06:06Et les gens qu'ont pu être identifiés
06:09comme auteurs de troubles ou de violences ou de casse,
06:14ils sont interpellés.
06:28L'idée du flashball, c'était pouvoir neutraliser à distance, sans le tuer,
06:34quelqu'un qui menace directement les policiers.
06:39Ce n'était absolument pas quelque chose qui a été pensé
06:42en aucune manière pour faire du maintien de l'ordre.
06:44D'emblée, les CRS ont été hostiles à l'introduction du flashball en manifestation,
07:06en faisant valoir que les moyens offensifs qu'on emploie en manifestation
07:16sont des moyens qui visent la foule et non pas des individus.
07:18On veut mettre à distance les foules, mais on ne veut pas frapper les individus.
07:22Ils en ont été finalement équipés.
07:25Les gendarmes mobiles de la Gendarmerie nationale également, en bien moindre nombre.
07:36On n'a pas vu, même protégé, ça fait mal, ça fait mal.
08:06Et qu'est-ce qu'on fait face à une personne qui vous lance un pavé,
08:09à part avec un LBD ?
08:11Parce que les gaz lacrymogènes, du coup, ça ne suffit pas ?
08:14Dans l'instant T, non.
08:16Parce que le LBD, c'est une réponse immédiate.
08:18C'est-à-dire que dès lors qu'un bras est levé avec un pavé,
08:21on peut tout de suite lancer un LBD.
08:23Le gaz, le temps qu'il est jeté, le temps que le gaz s'évapore,
08:27que les plots sont lancés, ça y est, le pavé est déjà parti depuis longtemps.
08:30Il n'y a plus rien à avoir pris 3, 4 à un pavé.
08:32C'est une arme quand même non-létale.
08:33J'entends bien qu'elle blesse.
08:38Mais on nous enlève ça.
08:41On n'a aucune manière de nous répliquer face à une violence qui est à la distance.

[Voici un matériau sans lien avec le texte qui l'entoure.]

/// Commit the board: lock every tile in place, promote provisional melds to
/// their classified shape, and record what each joker stands for.
///
/// Calling `fix` on a board with no provisional melds changes nothing.
pub fn fix(board: &mut Board, catalog: &TileCatalog, locations: &mut LocationTable) {
    let tiles: Vec<TileId> = board.tiles().collect();
    for tile in tiles {
        locations.commit(tile);
    }

    let promotions: Vec<(usize, MeldKind)> = board
        .melds()
        .enumerate()
        .filter(|(_, m)| m.kind == MeldKind::Provisional)
        .filter_map(|(i, m)| match classify(&m.tiles, catalog) {
            Classification::Group => Some((i, MeldKind::Group)),
            Classification::Run => Some((i, MeldKind::Run)),
            Classification::Ambiguous | Classification::Unclassified => None,
        })
        .collect();
    for (index, kind) in promotions {
        board.set_kind(index, kind);
    }

    let mut joker_faces = Vec::new();
    for meld in board.melds() {
        let faces = match meld.kind {
            MeldKind::Group => resolve_group(&meld.tiles, catalog),
            MeldKind::Run => resolve_run(&meld.tiles, catalog),
            MeldKind::Provisional => continue,
        };
        for (&id, &face) in meld.tiles.iter().zip(faces.iter()) {
            if catalog.is_joker(id) {
                joker_faces.push((id, face));
            }
        }
    }
    for (joker, face) in joker_faces {
        board.set_joker_face(joker, face);
    }
    board.prune_joker_faces();
}

#[cfg(test)]
mod tests {
    use super::*;
    use crate::core::GameConfig;
    use crate::zones::Location;

    // Standard layout: red 0..12, blue 13..25, orange 26..38, black 39..51,
    // second copy +52, jokers 104 and 105.
    const RED: u16 = 0;
    const BLUE: u16 = 13;
    const ORANGE: u16 = 26;
    const BLACK: u16 = 39;
    const JOKER: TileId = TileId(104);
    const JOKER2: TileId = TileId(105);

    fn t(color_base: u16, number: u16) -> TileId {
        TileId(color_base + number - 1)
    }

    fn catalog() -> TileCatalog {
        TileCatalog::build(&GameConfig::default())
    }

    #[test]
    fn test_group_of_three() {
        let c = catalog();
        let check = check_group(&[t(RED, 7), t(BLUE, 7), t(BLACK, 7)], &c);
        assert_eq!(check, MeldCheck { valid: true, total: 21 });
    }

    #[test]
    fn test_group_rejects_repeated_color() {
        let c = catalog();
        // Second copy of red 7
        let tiles = [t(RED, 7), t(BLUE, 7), TileId(52 + 6)];
        assert!(!check_group(&tiles, &c).valid);
    }

    #[test]
    fn test_group_rejects_mixed_numbers_and_oversize() {
        let c = catalog();
        assert!(!check_group(&[t(RED, 7), t(BLUE, 8), t(BLACK, 7)], &c).valid);

        let five = [t(RED, 7), t(BLUE, 7), t(BLACK, 7), t(ORANGE, 7), JOKER];
        assert!(!check_group(&five, &c).valid);
    }

    #[test]
    fn test_group_joker_takes_number_and_free_color() {
        let c = catalog();
        let tiles = [JOKER, t(BLUE, 9), t(BLACK, 9)];

        let check = check_group(&tiles, &c);
        assert_eq!(check, MeldCheck { valid: true, total: 27 });

        let faces = resolve_group(&tiles, &c);
        assert_eq!(faces[0], Face::new(Color::Red, 9));
    }

    #[test]
    fn test_group_with_two_jokers() {
        let c = catalog();
        let tiles = [t(RED, 11), JOKER, JOKER2];
        assert_eq!(check_group(&tiles, &c), MeldCheck { valid: true, total: 33 });
    }

    #[test]
    fn test_group_of_only_jokers_is_invalid() {
        let c = catalog();
        assert!(!check_group(&[JOKER, JOKER2], &c).valid);
    }

    #[test]
    fn test_run_of_three() {
        let c = catalog();
        let check = check_run(&[t(RED, 1), t(RED, 2), t(RED, 3)], &c);
        assert_eq!(check, MeldCheck { valid: true, total: 6 });
    }

    #[test]
    fn test_run_rejects_gaps_colors_and_descending() {
        let c = catalog();
        assert!(!check_run(&[t(RED, 1), t(RED, 3), t(RED, 4)], &c).valid);
        assert!(!check_run(&[t(RED, 1), t(BLUE, 2), t(RED, 3)], &c).valid);
        assert!(!check_run(&[t(RED, 3), t(RED, 2), t(RED, 1)], &c).valid);
    }

    #[test]
    fn test_run_jokers_at_each_position() {
        let c = catalog();

        // Leading joker counts back from its right neighbour
        let lead = [JOKER, t(BLUE, 5), t(BLUE, 6)];
        assert_eq!(check_run(&lead, &c), MeldCheck { valid: true, total: 15 });
        assert_eq!(resolve_run(&lead, &c)[0], Face::new(Color::Blue, 4));

        // Interior joker continues from the left
        let mid = [t(BLUE, 5), JOKER, t(BLUE, 7)];
        assert_eq!(check_run(&mid, &c), MeldCheck { valid: true, total: 18 });

        // Trailing joker continues from the left
        let tail = [t(BLUE, 5), t(BLUE, 6), JOKER];
        assert_eq!(check_run(&tail, &c), MeldCheck { valid: true, total: 18 });

        // Two leading jokers both anchor on the first real tile
        let two = [JOKER, JOKER2, t(ORANGE, 10)];
        assert_eq!(check_run(&two, &c), MeldCheck { valid: true, total: 27 });
    }

    #[test]
    fn test_run_joker_out_of_range() {
        let c = catalog();
        assert!(!check_run(&[JOKER, t(RED, 1), t(RED, 2)], &c).valid);
        assert!(!check_run(&[t(RED, 12), t(RED, 13), JOKER], &c).valid);
        assert!(!check_run(&[JOKER, JOKER2], &c).valid);
    }

    #[test]
    fn test_joker_resolution_is_idempotent() {
        let c = catalog();
        let tiles = [t(BLACK, 2), JOKER, t(BLACK, 4)];
        assert_eq!(resolve_run(&tiles, &c), resolve_run(&tiles, &c));
        assert_eq!(resolve_group(&tiles, &c), resolve_group(&tiles, &c));
    }

    #[test]
    fn test_classify() {
        let c = catalog();
        assert_eq!(classify(&[t(RED, 7), t(BLUE, 7), t(BLACK, 7)], &c), Classification::Group);
        assert_eq!(classify(&[t(RED, 1), t(RED, 2), t(RED, 3)], &c), Classification::Run);
        assert_eq!(classify(&[t(RED, 5), t(BLUE, 5), t(RED, 6)], &c), Classification::Ambiguous);
        assert_eq!(classify(&[t(RED, 1), t(RED, 5), t(RED, 9)], &c), Classification::Unclassified);
        // Gap of two across a joker still hints at a run
        assert_eq!(classify(&[t(RED, 5), JOKER, t(RED, 7)], &c), Classification::Run);
        assert_eq!(classify(&[JOKER, t(RED, 9), t(BLUE, 9)], &c), Classification::Group);
        // Only one real tile in the first three
        assert_eq!(classify(&[JOKER, JOKER2, t(RED, 9)], &c), Classification::Unclassified);
    }

    fn board_with(kind: MeldKind, melds: &[&[TileId]]) -> Board {
        let mut board = Board::new();
        for tiles in melds {
            board.push_meld(kind, tiles.to_vec());
        }
        board
    }

    #[test]
    fn test_board_rejects_small_melds() {
        let c = catalog();
        let board = board_with(MeldKind::Provisional, &[&[t(RED, 1), t(RED, 2)]]);
        assert!(matches!(
            board_verdict(&board, &c, false, 30),
            Err(BoardRejection::TooSmall { len: 2, .. })
        ));
    }

    #[test]
    fn test_board_revalidates_committed_melds() {
        let c = catalog();
        let board = board_with(MeldKind::Run, &[&[t(RED, 1), t(RED, 2), t(BLUE, 3)]]);
        assert!(matches!(
            board_verdict(&board, &c, false, 30),
            Err(BoardRejection::ShapeViolation { kind: MeldKind::Run, .. })
        ));
    }

    #[test]
    fn test_board_quarantine_threshold() {
        let c = catalog();

        // 1 + 2 + 3 + 4 and 5 + 5 + 5
        let twenty_five = board_with(
            MeldKind::Provisional,
            &[&[t(BLUE, 1), t(BLUE, 2), t(BLUE, 3), t(BLUE, 4)], &[t(RED, 5), t(ORANGE, 5), t(BLACK, 5)]],
        );
        assert_eq!(
            board_verdict(&twenty_five, &c, true, 30),
            Err(BoardRejection::QuarantineUnmet { total: 25, threshold: 30 })
        );
        assert_eq!(board_verdict(&twenty_five, &c, false, 30), Ok(25));

        // 2 + 3 + 4 + 5 and 5 + 6 + 7
        let thirty_two = board_with(
            MeldKind::Provisional,
            &[&[t(RED, 2), t(RED, 3), t(RED, 4), t(RED, 5)], &[t(BLUE, 5), t(BLUE, 6), t(BLUE, 7)]],
        );
        assert_eq!(board_verdict(&thirty_two, &c, true, 30), Ok(32));
    }

    #[test]
    fn test_quarantine_counts_only_provisional_melds() {
        let c = catalog();
        let mut board = board_with(MeldKind::Run, &[&[t(RED, 11), t(RED, 12), t(RED, 13)]]);
        board.push_meld(MeldKind::Provisional, vec![t(BLUE, 2), t(BLUE, 3), t(BLUE, 4)]);

        assert_eq!(
            board_verdict(&board, &c, true, 30),
            Err(BoardRejection::QuarantineUnmet { total: 9, threshold: 30 })
        );
    }

    #[test]
    fn test_fix_promotes_and_commits() {
        let c = catalog();
        let mut board = Board::new();
        let group = board.push_meld(MeldKind::Provisional, vec![t(RED, 7), t(BLUE, 7), JOKER]);
        let run = board.push_meld(MeldKind::Provisional, vec![t(RED, 1), t(RED, 2), t(RED, 3)]);

        let mut locations = LocationTable::new();
        for tile in board.tiles() {
            locations.place(tile, Location::Board { committed: false });
        }

        fix(&mut board, &c, &mut locations);

        assert_eq!(board.get(group).unwrap().kind, MeldKind::Group);
        assert_eq!(board.get(run).unwrap().kind, MeldKind::Run);
        assert_eq!(board.position(group), Some(0));
        assert!(board.tiles().all(|tile| locations.is_on_board(tile)));
        assert_eq!(board.joker_face(JOKER), Some(Face::new(Color::Orange, 7)));
        assert_eq!(
            board.describe_meld(group, &c).unwrap(),
            "[(red, 7), (blue, 7), (JOKER) as (orange, 7)]"
        );
    }

    #[test]
    fn test_fix_is_idempotent() {
        let c = catalog();
        let mut board = board_with(MeldKind::Provisional, &[&[t(RED, 4), t(RED, 5), JOKER]]);
        let mut locations = LocationTable::new();
        for tile in board.tiles() {
            locations.place(tile, Location::Board { committed: false });
        }

        fix(&mut board, &c, &mut locations);
        let once = (board.clone(), locations.clone());
        fix(&mut board, &c, &mut locations);

        assert_eq!((board, locations), once);
    }
}
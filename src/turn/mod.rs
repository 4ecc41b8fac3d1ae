//! Turn orchestration.
//!
//! - `engine`: the `TurnEngine` state machine (snapshot, act, commit or roll
//!   back, advance)
//! - `shell`: the `ActionSource` and `RackRenderer` seams, with a scripted
//!   source for tests and a text shell for interactive play

pub mod engine;
pub mod shell;

pub use engine::{TurnEngine, TurnOutcome, TurnPhase, TurnSnapshot};
pub use shell::{ActionSource, Choice, RackRenderer, ScriptedSource, TextShell};
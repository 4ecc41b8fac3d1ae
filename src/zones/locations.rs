//! Tile location tracking.
//!
//! `LocationTable` maps every `TileId` to the one container that holds it.
//! It is the lookup table for "is this tile committed to the board", kept
//! apart from the tile itself so tile identity never changes while a tile
//! moves.

use im::HashMap as ImHashMap;

use crate::core::entity::TileId;
use crate::core::player::PlayerId;

/// Container currently holding a tile.
#[derive(Clone, Copy, Debug, PartialEq, Eq, Hash)]
pub enum Location {
    /// Undrawn.
    Pouch,
    /// On a player's rack.
    Rack(PlayerId),
    /// In a board meld. `committed` is set once the turn that placed the
    /// tile has been validated and fixed.
    Board { committed: bool },
}

/// Location of every tile in the game.
///
/// Backed by `im::HashMap` so turn snapshots are O(1).
///
/// ```
/// use rummikub_engine::core::{PlayerId, TileId};
/// use rummikub_engine::zones::{Location, LocationTable};
///
/// let mut table = LocationTable::new();
/// table.place(TileId(0), Location::Pouch);
///
/// let old = table.move_to(TileId(0), Location::Rack(PlayerId::new(1)));
/// assert_eq!(old, Some(Location::Pouch));
/// assert!(!table.is_on_board(TileId(0)));
/// ```
#[derive(Clone, Debug, Default, PartialEq, Eq)]
pub struct LocationTable {
    locations: ImHashMap<TileId, Location>,
}

impl LocationTable {
    /// Create a new empty table.
    #[must_use]
    pub fn new() -> Self {
        Self::default()
    }

    /// Record a tile's initial location.
    ///
    /// Returns false, leaving the table unchanged, if the tile is already
    /// tracked.
    pub fn place(&mut self, tile: TileId, location: Location) -> bool {
        if self.locations.contains_key(&tile) {
            return false;
        }
        self.locations.insert(tile, location);
        true
    }

    /// Move a tile to a new location.
    ///
    /// Returns the old location, or `None` if the tile wasn't tracked.
    pub fn move_to(&mut self, tile: TileId, location: Location) -> Option<Location> {
        let old = self.locations.get(&tile).copied()?;
        self.locations.insert(tile, location);
        Some(old)
    }

    /// Mark a board tile as committed. No effect on tiles elsewhere.
    pub fn commit(&mut self, tile: TileId) {
        if let Some(location) = self.locations.get_mut(&tile) {
            if matches!(location, Location::Board { .. }) {
                *location = Location::Board { committed: true };
            }
        }
    }

    #[must_use]
    pub fn get(&self, tile: TileId) -> Option<Location> {
        self.locations.get(&tile).copied()
    }

    /// True once the tile sits in a committed board position.
    #[must_use]
    pub fn is_on_board(&self, tile: TileId) -> bool {
        self.get(tile) == Some(Location::Board { committed: true })
    }

    /// Tiles in a location, in no particular order.
    pub fn tiles_in(&self, location: Location) -> impl Iterator<Item = TileId> + '_ {
        self.locations
            .iter()
            .filter(move |(_, &l)| l == location)
            .map(|(&t, _)| t)
    }

    /// Number of tiles tracked.
    #[must_use]
    pub fn len(&self) -> usize {
        self.locations.len()
    }

    #[must_use]
    pub fn is_empty(&self) -> bool {
        self.locations.is_empty()
    }

    pub fn iter(&self) -> impl Iterator<Item = (TileId, Location)> + '_ {
        self.locations.iter().map(|(&t, &l)| (t, l))
    }
}
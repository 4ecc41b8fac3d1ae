//! The shared board: an ordered collection of melds.
//!
//! Melds are tagged with a closed `MeldKind`. Committed kinds (`Group`,
//! `Run`) always satisfy their shape; `Provisional` melds are assembled
//! during the current turn and are exempt until validated.
//!
//! The board is backed by `im::Vector`, so cloning it for a turn snapshot is
//! O(1) and only the melds touched during the turn are copied.

use im::{HashMap as ImHashMap, Vector};
use serde::{Deserialize, Serialize};

use crate::core::action::End;
use crate::core::entity::{MeldId, TileId};
use crate::tiles::{Face, TileCatalog};

/// Meld shape tag.
#[derive(Clone, Copy, Debug, PartialEq, Eq, Hash, Serialize, Deserialize)]
pub enum MeldKind {
    /// Committed: same number, distinct colors.
    Group,
    /// Committed: same color, consecutive numbers.
    Run,
    /// Uncommitted: shape not yet classified.
    Provisional,
}

impl MeldKind {
    #[must_use]
    pub const fn is_committed(self) -> bool {
        !matches!(self, MeldKind::Provisional)
    }
}

/// A meld on the board.
#[derive(Clone, Debug, PartialEq, Eq, Hash, Serialize, Deserialize)]
pub struct Meld {
    pub id: MeldId,
    pub kind: MeldKind,
    pub tiles: Vec<TileId>,
}

impl Meld {
    #[must_use]
    pub fn len(&self) -> usize {
        self.tiles.len()
    }

    #[must_use]
    pub fn is_empty(&self) -> bool {
        self.tiles.is_empty()
    }

    /// The tile of a one-tile meld.
    #[must_use]
    pub fn single_tile(&self) -> Option<TileId> {
        match self.tiles.as_slice() {
            [only] => Some(*only),
            _ => None,
        }
    }

    /// Printed faces, in meld order.
    #[must_use]
    pub fn faces(&self, catalog: &TileCatalog) -> Vec<Face> {
        self.tiles.iter().map(|&id| catalog.face(id)).collect()
    }
}

/// Ordered set of melds shared by all players.
///
/// No tile appears in more than one meld. The board also remembers what each
/// committed joker stands for.
#[derive(Clone, Debug, Default, PartialEq, Eq)]
pub struct Board {
    melds: Vector<Meld>,
    next_meld_id: u32,
    joker_faces: ImHashMap<TileId, Face>,
}

impl Board {
    #[must_use]
    pub fn new() -> Self {
        Self::default()
    }

    /// Append a meld and return its new id.
    pub fn push_meld(&mut self, kind: MeldKind, tiles: Vec<TileId>) -> MeldId {
        let id = MeldId(self.next_meld_id);
        self.next_meld_id += 1;
        self.melds.push_back(Meld { id, kind, tiles });
        id
    }

    /// Remove a meld. Returns it, or `None` if no meld has this id.
    pub fn remove_meld(&mut self, id: MeldId) -> Option<Meld> {
        let index = self.position(id)?;
        Some(self.melds.remove(index))
    }

    /// Insert a tile at one end of a meld.
    ///
    /// Returns false if no meld has this id.
    pub fn insert_tile(&mut self, id: MeldId, tile: TileId, end: End) -> bool {
        let Some(index) = self.position(id) else {
            return false;
        };
        let Some(meld) = self.melds.get_mut(index) else {
            return false;
        };
        let at = end.position(meld.tiles.len());
        meld.tiles.insert(at, tile);
        true
    }

    /// Retag the meld at `index`, keeping its place in board order.
    pub fn set_kind(&mut self, index: usize, kind: MeldKind) {
        if let Some(meld) = self.melds.get_mut(index) {
            meld.kind = kind;
        }
    }

    #[must_use]
    pub fn get(&self, id: MeldId) -> Option<&Meld> {
        self.melds.iter().find(|m| m.id == id)
    }

    /// Board-order index of a meld.
    #[must_use]
    pub fn position(&self, id: MeldId) -> Option<usize> {
        self.melds.iter().position(|m| m.id == id)
    }

    /// Melds in board order.
    pub fn melds(&self) -> impl Iterator<Item = &Meld> {
        self.melds.iter()
    }

    #[must_use]
    pub fn len(&self) -> usize {
        self.melds.len()
    }

    #[must_use]
    pub fn is_empty(&self) -> bool {
        self.melds.is_empty()
    }

    /// Every tile on the board, meld by meld.
    pub fn tiles(&self) -> impl Iterator<Item = TileId> + '_ {
        self.melds.iter().flat_map(|m| m.tiles.iter().copied())
    }

    /// The meld holding `tile`, if any.
    #[must_use]
    pub fn meld_of(&self, tile: TileId) -> Option<&Meld> {
        self.melds.iter().find(|m| m.tiles.contains(&tile))
    }

    #[must_use]
    pub fn has_provisional(&self) -> bool {
        self.melds.iter().any(|m| m.kind == MeldKind::Provisional)
    }

    /// What a committed joker currently stands for.
    #[must_use]
    pub fn joker_face(&self, joker: TileId) -> Option<Face> {
        self.joker_faces.get(&joker).copied()
    }

    /// `[(red, 1), (red, 2), (JOKER)]`, or `[(red, 1), (red, 2), (JOKER) as (red, 3)]`
    /// once the meld is committed and the joker's face is known.
    #[must_use]
    pub fn describe_meld(&self, id: MeldId, catalog: &TileCatalog) -> Option<String> {
        let meld = self.get(id)?;
        let tiles: Vec<String> = meld
            .tiles
            .iter()
            .map(|&tile| match self.joker_face(tile) {
                Some(face) if meld.kind.is_committed() => format!("{} as {face}", catalog[tile]),
                _ => catalog[tile].to_string(),
            })
            .collect();
        Some(format!("[{}]", tiles.join(", ")))
    }

    /// Record what a joker stands for.
    pub fn set_joker_face(&mut self, joker: TileId, face: Face) {
        self.joker_faces.insert(joker, face);
    }

    /// Forget joker resolutions for jokers that left the board.
    pub fn prune_joker_faces(&mut self) {
        let jokers: Vec<TileId> = self.joker_faces.keys().copied().collect();
        for joker in jokers {
            if self.meld_of(joker).is_none() {
                self.joker_faces.remove(&joker);
            }
        }
    }
}
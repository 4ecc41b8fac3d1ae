//! Core engine types: identities, players, state, actions, RNG, configuration,
//! errors.

pub mod entity;
pub mod player;
pub mod rng;
pub mod config;
pub mod action;
pub mod error;
pub mod state;

pub use entity::{MeldId, TileId};
pub use player::{Player, PlayerId, PlayerMap};
pub use rng::GameRng;
pub use config::GameConfig;
pub use action::{Action, ActionRecord, End, Target};
pub use error::{EngineError, EngineResult};
pub use state::GameState;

08:54L'État français est un État qui, comme vous le savez,
08:58est un État sous surveillance budgétaire.
09:02Ça a une conséquence.
09:03C'est qu'on dispose de beaucoup moins d'unités de maintien de l'ordre,
09:06d'unités constituées, de compagnies républicaines de sécurité,
09:10des CRS ou de gendarmes mobiles qu'auparavant.
09:12Et donc, on fait appel à des forces de police
09:19qui sont des forces non spécialisées sur le maintien de l'ordre.
09:23Il est clair qu'aujourd'hui, beaucoup de manifestants ont peur.
09:27Beaucoup de gens qui envisageaient la manifestation
09:30comme un moment festif, récréatif, ont peur.
09:33Et que cette peur-là est l'un des effets les plus tangibles
09:36de la séquence de gestion des manifestations depuis 2016.
09:42Et la peur est toujours mauvaise conseillère.
09:44Parce que souvent, elle est partagée des deux côtés.
09:49Et lorsqu'on anticipe un certain niveau de violence,
09:53alors on sait qu'on se rend à la manifestation
09:56en étant prêts à assumer cette violence.